» **Aim of the task**: Write the entries out again. Each one must match exactly.

» **Records for this task**:
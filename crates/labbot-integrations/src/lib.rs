//! HTTP adapters for the services the bot talks to besides the LLM:
//! a remote analytics API, Tavily web search and the Google Sheets
//! maintenance log.

mod http;
pub mod remote_analytics;
pub mod sheets;
pub mod tavily;

pub use remote_analytics::RemoteAnalytics;
pub use sheets::GoogleSheetsStore;
pub use tavily::TavilySearch;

» **Task solution**:
filename crates/labbot-integrations/src/lib.rs
//! HTTP adapters for the services the bot talks to besides the LLM:
//! a remote analytics API, Tavily web search and the Google Sheets
//! maintenance log.

mod http;
pub mod remote_analytics;
pub mod sheets;
pub mod tavily;

pub use remote_analytics::RemoteAnalytics;
pub use sheets::GoogleSheetsStore;
pub use tavily::TavilySearch;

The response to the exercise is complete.